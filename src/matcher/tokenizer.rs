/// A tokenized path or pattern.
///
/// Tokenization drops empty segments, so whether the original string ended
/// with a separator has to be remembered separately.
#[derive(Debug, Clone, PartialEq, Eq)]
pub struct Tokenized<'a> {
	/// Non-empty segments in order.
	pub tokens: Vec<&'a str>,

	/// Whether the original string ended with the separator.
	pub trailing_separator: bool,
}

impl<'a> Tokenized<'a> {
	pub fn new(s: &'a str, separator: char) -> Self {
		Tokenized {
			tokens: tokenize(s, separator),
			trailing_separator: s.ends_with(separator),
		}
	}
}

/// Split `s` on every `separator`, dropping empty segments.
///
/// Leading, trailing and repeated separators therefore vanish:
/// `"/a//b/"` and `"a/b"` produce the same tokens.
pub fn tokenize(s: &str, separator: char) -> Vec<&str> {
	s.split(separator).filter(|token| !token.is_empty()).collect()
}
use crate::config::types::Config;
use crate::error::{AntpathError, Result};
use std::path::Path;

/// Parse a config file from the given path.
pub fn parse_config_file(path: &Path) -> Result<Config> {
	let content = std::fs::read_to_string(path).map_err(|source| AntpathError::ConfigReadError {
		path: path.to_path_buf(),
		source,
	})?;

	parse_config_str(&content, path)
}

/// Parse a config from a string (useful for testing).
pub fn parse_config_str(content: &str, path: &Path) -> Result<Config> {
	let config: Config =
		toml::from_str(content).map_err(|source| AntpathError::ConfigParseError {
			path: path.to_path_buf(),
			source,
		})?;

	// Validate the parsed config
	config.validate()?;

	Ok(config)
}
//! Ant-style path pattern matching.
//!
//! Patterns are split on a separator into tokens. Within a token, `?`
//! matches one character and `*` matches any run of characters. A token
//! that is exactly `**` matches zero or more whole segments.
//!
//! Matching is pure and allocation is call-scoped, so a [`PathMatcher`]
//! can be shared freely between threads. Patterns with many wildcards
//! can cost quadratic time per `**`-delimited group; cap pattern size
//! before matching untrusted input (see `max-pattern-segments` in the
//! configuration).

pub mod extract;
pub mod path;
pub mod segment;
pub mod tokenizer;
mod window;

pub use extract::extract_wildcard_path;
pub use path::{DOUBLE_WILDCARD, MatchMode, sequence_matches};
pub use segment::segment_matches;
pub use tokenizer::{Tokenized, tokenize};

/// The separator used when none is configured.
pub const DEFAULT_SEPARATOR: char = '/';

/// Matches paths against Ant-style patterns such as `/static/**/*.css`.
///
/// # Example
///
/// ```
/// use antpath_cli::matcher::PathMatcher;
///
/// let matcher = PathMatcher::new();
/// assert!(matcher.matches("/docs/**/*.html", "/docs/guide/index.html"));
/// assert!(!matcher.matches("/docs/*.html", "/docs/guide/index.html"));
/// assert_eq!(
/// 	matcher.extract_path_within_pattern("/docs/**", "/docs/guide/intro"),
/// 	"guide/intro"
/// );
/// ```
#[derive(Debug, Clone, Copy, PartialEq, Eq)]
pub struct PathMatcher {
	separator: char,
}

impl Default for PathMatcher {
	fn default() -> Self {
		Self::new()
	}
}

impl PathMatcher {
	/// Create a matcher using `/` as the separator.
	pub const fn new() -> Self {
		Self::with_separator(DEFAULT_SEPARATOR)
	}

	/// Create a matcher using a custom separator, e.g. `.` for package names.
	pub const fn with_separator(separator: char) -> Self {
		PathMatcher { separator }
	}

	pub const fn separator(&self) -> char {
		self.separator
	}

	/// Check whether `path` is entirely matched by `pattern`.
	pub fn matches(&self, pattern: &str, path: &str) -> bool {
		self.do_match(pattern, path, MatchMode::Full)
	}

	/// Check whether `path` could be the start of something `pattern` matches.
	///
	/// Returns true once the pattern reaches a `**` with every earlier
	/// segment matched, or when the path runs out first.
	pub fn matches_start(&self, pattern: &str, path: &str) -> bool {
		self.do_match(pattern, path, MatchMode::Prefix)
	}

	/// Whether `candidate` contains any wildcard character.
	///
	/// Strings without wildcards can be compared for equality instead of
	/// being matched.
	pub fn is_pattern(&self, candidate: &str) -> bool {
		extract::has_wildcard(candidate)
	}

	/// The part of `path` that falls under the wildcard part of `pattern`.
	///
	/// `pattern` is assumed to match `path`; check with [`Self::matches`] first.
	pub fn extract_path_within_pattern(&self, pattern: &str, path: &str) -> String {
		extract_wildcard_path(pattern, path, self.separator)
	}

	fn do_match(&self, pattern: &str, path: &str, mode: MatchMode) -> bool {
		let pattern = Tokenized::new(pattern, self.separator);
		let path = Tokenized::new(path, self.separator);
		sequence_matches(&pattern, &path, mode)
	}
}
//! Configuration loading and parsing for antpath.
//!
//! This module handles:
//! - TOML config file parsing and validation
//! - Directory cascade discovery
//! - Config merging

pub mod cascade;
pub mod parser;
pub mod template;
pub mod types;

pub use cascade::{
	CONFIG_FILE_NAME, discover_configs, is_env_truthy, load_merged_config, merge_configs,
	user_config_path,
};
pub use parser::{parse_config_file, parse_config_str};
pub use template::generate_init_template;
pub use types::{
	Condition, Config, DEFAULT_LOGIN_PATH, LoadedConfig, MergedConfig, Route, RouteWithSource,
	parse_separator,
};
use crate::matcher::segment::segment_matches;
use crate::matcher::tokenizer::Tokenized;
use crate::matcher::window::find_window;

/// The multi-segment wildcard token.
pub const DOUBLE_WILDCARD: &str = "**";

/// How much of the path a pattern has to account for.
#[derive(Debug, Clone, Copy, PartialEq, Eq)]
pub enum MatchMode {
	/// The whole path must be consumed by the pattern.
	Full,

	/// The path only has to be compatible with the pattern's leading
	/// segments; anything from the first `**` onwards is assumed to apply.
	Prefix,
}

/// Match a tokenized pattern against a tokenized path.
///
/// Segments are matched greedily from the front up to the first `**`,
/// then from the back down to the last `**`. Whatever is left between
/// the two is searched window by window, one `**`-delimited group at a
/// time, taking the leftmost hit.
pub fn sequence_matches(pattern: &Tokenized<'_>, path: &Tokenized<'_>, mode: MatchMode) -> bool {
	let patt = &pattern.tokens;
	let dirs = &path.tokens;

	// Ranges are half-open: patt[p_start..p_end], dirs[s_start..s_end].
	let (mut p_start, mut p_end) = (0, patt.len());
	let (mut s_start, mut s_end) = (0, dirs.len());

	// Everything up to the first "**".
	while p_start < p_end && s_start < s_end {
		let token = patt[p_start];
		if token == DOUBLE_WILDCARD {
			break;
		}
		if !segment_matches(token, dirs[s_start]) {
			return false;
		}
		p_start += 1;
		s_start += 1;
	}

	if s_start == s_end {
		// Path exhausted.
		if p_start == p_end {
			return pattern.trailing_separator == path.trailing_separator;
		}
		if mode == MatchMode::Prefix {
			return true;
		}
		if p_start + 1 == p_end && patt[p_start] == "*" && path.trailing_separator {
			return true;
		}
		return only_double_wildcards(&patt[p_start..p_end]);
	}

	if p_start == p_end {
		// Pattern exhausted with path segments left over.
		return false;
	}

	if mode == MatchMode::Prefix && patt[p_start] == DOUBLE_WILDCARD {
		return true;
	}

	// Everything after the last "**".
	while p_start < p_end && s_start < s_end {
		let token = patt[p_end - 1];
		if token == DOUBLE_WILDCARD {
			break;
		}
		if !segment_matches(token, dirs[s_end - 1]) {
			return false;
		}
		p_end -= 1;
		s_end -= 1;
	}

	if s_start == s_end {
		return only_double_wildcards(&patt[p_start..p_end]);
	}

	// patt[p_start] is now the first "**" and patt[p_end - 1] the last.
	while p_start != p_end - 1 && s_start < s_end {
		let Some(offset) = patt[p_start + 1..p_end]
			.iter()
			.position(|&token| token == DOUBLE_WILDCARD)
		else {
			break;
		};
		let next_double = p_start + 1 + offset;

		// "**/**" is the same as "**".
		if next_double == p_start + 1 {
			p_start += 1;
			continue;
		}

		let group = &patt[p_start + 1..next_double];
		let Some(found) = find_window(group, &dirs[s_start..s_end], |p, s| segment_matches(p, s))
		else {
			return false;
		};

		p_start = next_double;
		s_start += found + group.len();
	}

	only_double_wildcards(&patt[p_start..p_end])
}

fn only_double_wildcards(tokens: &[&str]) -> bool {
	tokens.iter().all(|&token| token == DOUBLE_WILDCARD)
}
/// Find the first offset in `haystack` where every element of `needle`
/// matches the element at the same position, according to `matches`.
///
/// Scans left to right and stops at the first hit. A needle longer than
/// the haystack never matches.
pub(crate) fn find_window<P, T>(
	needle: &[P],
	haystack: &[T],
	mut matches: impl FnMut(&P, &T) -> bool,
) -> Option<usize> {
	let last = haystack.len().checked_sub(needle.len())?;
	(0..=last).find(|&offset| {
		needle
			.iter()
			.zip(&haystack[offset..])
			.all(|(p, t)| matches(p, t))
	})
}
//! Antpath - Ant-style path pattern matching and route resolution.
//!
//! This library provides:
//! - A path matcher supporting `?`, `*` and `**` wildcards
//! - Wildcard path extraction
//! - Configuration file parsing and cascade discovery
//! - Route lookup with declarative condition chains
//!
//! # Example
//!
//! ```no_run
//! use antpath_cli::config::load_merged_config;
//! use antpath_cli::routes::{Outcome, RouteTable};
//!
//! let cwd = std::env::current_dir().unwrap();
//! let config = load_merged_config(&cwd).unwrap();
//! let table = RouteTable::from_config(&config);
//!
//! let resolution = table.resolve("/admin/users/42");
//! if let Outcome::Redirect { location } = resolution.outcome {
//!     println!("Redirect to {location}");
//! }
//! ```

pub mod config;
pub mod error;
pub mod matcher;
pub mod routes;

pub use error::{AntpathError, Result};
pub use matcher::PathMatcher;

++++++++++++++++++++

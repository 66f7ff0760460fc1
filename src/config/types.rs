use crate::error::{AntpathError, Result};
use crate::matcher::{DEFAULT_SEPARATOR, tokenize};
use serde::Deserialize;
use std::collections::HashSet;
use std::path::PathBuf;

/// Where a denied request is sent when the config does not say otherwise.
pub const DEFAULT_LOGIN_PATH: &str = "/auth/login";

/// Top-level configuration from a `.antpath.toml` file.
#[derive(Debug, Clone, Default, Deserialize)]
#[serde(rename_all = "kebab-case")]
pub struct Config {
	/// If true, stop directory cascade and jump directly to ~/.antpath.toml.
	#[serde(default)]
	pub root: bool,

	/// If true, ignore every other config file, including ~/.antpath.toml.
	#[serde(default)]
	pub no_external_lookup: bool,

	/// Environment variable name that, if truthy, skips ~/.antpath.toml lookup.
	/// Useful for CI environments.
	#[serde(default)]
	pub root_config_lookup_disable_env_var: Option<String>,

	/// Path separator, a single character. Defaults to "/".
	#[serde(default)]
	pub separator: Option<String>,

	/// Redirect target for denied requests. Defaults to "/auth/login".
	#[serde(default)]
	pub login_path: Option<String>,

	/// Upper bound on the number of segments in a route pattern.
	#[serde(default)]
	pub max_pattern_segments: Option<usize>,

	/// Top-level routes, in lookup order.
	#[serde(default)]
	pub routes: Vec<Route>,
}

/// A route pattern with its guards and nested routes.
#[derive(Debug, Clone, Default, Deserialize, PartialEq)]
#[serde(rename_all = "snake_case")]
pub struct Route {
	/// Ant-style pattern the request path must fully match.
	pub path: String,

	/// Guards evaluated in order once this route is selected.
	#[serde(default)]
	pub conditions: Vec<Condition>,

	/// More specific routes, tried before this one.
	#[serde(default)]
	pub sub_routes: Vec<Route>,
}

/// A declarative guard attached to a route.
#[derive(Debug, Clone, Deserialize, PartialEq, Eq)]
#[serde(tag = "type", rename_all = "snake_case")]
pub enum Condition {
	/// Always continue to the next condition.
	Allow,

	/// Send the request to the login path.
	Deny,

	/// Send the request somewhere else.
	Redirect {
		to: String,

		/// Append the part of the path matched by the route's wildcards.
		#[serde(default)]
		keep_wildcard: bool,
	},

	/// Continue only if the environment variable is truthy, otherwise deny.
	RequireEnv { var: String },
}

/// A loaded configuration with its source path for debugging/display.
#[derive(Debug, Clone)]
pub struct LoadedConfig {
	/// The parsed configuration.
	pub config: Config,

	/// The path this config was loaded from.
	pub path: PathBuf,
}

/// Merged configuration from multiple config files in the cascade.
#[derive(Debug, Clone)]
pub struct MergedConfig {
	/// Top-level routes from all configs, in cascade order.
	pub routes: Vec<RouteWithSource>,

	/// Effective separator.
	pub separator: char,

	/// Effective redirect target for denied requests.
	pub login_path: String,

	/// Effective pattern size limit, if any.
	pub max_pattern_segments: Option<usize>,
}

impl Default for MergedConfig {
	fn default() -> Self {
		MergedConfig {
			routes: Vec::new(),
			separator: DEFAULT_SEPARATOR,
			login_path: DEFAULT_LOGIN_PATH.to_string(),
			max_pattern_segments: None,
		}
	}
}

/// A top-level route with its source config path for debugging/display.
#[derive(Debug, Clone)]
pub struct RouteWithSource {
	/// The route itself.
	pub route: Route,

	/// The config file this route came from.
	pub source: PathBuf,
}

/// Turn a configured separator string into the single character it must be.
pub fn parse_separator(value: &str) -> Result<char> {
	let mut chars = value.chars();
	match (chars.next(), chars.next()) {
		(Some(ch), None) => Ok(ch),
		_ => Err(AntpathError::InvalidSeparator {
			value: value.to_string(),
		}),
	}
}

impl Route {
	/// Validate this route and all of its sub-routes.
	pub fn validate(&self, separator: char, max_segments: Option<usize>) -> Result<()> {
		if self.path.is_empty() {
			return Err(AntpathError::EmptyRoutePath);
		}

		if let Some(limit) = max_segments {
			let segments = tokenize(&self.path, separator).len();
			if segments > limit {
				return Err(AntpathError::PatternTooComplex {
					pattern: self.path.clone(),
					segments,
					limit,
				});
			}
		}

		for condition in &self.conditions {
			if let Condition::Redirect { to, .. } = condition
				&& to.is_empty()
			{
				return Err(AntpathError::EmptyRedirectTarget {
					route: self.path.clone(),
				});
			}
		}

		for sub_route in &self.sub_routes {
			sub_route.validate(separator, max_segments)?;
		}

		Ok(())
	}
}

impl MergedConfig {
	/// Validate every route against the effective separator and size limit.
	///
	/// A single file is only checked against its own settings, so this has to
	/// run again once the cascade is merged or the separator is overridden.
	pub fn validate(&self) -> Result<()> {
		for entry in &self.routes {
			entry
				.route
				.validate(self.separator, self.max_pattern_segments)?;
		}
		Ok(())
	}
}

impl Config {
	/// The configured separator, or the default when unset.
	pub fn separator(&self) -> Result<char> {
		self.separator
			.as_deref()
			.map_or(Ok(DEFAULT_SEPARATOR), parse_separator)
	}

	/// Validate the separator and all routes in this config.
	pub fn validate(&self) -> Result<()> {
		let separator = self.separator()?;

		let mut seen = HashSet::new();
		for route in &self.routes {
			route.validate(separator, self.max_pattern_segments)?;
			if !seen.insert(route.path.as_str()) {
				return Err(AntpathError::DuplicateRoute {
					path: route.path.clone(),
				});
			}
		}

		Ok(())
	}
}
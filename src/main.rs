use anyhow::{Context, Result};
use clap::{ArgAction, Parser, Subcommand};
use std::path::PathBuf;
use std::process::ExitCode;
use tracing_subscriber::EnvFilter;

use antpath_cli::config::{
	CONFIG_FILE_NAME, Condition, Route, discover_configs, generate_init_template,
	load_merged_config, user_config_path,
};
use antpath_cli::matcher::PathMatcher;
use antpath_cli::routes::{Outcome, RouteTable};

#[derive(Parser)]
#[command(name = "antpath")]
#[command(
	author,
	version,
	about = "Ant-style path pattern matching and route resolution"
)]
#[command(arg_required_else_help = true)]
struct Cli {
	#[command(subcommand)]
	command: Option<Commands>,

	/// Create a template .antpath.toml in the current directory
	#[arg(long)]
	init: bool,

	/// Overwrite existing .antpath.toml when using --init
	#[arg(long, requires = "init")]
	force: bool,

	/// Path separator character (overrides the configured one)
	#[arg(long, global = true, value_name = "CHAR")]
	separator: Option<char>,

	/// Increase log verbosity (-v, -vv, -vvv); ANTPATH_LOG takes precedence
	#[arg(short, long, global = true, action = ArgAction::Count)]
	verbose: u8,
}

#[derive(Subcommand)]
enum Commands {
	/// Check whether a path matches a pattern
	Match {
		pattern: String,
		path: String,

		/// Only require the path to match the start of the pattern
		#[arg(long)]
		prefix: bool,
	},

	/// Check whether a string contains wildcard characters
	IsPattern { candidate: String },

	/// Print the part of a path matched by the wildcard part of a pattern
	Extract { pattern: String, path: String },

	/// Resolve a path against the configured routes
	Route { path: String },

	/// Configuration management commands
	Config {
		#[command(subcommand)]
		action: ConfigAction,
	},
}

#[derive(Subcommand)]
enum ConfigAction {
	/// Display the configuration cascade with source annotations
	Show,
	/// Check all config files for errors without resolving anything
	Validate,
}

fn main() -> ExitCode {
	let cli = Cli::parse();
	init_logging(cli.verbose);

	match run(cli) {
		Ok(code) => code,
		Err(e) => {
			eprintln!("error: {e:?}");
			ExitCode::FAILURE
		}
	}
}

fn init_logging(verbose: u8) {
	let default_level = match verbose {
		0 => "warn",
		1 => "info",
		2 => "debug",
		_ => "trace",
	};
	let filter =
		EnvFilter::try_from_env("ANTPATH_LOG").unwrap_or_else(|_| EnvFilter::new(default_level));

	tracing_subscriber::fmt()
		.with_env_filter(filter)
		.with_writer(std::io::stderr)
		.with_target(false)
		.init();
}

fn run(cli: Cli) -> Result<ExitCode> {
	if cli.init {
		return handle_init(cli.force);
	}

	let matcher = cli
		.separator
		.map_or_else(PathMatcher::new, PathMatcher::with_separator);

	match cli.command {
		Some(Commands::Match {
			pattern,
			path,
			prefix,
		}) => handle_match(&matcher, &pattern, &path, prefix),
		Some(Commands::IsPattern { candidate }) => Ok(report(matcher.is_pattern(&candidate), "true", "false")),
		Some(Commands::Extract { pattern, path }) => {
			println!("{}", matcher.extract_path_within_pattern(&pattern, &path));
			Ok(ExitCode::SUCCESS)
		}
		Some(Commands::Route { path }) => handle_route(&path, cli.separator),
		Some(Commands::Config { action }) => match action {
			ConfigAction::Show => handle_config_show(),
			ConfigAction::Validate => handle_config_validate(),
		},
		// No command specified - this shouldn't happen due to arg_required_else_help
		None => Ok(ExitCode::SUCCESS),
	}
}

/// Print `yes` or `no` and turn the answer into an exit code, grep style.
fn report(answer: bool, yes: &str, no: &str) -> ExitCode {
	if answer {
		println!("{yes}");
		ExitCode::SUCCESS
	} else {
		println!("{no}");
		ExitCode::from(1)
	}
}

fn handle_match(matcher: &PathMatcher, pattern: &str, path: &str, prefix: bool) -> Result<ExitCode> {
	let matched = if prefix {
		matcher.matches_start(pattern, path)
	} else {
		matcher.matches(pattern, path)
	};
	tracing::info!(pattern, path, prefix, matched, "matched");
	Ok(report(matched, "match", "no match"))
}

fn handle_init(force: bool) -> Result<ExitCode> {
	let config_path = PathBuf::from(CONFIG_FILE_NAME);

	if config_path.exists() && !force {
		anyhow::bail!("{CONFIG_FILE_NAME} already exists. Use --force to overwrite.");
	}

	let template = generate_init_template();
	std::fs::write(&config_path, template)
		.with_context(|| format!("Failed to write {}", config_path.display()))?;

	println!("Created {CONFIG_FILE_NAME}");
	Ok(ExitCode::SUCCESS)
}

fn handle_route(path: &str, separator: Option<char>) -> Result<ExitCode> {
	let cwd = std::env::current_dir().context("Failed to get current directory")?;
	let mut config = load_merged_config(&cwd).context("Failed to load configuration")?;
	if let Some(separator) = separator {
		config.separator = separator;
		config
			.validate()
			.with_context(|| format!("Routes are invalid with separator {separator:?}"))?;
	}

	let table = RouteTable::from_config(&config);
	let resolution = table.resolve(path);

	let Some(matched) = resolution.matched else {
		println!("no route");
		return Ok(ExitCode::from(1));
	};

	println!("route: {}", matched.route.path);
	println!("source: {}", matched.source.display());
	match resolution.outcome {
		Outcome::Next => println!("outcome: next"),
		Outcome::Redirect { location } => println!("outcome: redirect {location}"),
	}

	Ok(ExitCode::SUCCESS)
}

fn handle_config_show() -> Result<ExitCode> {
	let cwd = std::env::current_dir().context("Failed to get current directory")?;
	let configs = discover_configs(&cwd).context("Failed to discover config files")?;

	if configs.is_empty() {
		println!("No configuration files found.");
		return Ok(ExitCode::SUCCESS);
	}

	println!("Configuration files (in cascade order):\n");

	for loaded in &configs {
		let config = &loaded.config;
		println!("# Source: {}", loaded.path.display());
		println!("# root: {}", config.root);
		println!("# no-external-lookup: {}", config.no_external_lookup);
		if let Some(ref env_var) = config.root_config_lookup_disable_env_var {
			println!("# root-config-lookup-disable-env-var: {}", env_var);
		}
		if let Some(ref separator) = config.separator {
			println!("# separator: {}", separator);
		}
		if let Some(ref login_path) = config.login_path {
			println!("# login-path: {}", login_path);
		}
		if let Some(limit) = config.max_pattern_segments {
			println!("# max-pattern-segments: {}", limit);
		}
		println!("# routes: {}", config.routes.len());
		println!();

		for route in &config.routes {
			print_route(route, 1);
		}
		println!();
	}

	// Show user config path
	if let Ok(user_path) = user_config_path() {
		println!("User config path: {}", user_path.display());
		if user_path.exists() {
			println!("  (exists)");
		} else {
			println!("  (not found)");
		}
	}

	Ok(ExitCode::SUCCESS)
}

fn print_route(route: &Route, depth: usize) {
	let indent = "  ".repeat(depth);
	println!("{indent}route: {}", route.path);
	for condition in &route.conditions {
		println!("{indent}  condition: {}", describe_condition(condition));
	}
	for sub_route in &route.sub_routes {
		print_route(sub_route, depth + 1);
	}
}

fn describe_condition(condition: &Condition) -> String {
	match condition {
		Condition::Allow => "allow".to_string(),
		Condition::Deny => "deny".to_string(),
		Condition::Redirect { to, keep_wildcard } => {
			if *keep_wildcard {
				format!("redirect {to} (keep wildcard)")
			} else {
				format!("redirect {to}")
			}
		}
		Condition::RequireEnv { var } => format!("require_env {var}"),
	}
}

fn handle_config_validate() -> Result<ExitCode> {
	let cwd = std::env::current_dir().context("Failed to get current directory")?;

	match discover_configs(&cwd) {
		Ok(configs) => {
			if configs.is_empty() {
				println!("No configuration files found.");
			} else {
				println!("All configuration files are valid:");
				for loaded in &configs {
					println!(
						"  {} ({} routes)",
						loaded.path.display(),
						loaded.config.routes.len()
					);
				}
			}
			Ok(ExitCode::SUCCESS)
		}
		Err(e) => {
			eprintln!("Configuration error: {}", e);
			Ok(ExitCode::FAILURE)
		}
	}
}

++++++++++++++++++++

§ PROBLEM DESCRIPTION:
Locate the lines above that contain "FAILURE" and copy them.

§ YOUR SOLUTION:
			ExitCode::FAILURE
			Ok(ExitCode::FAILURE)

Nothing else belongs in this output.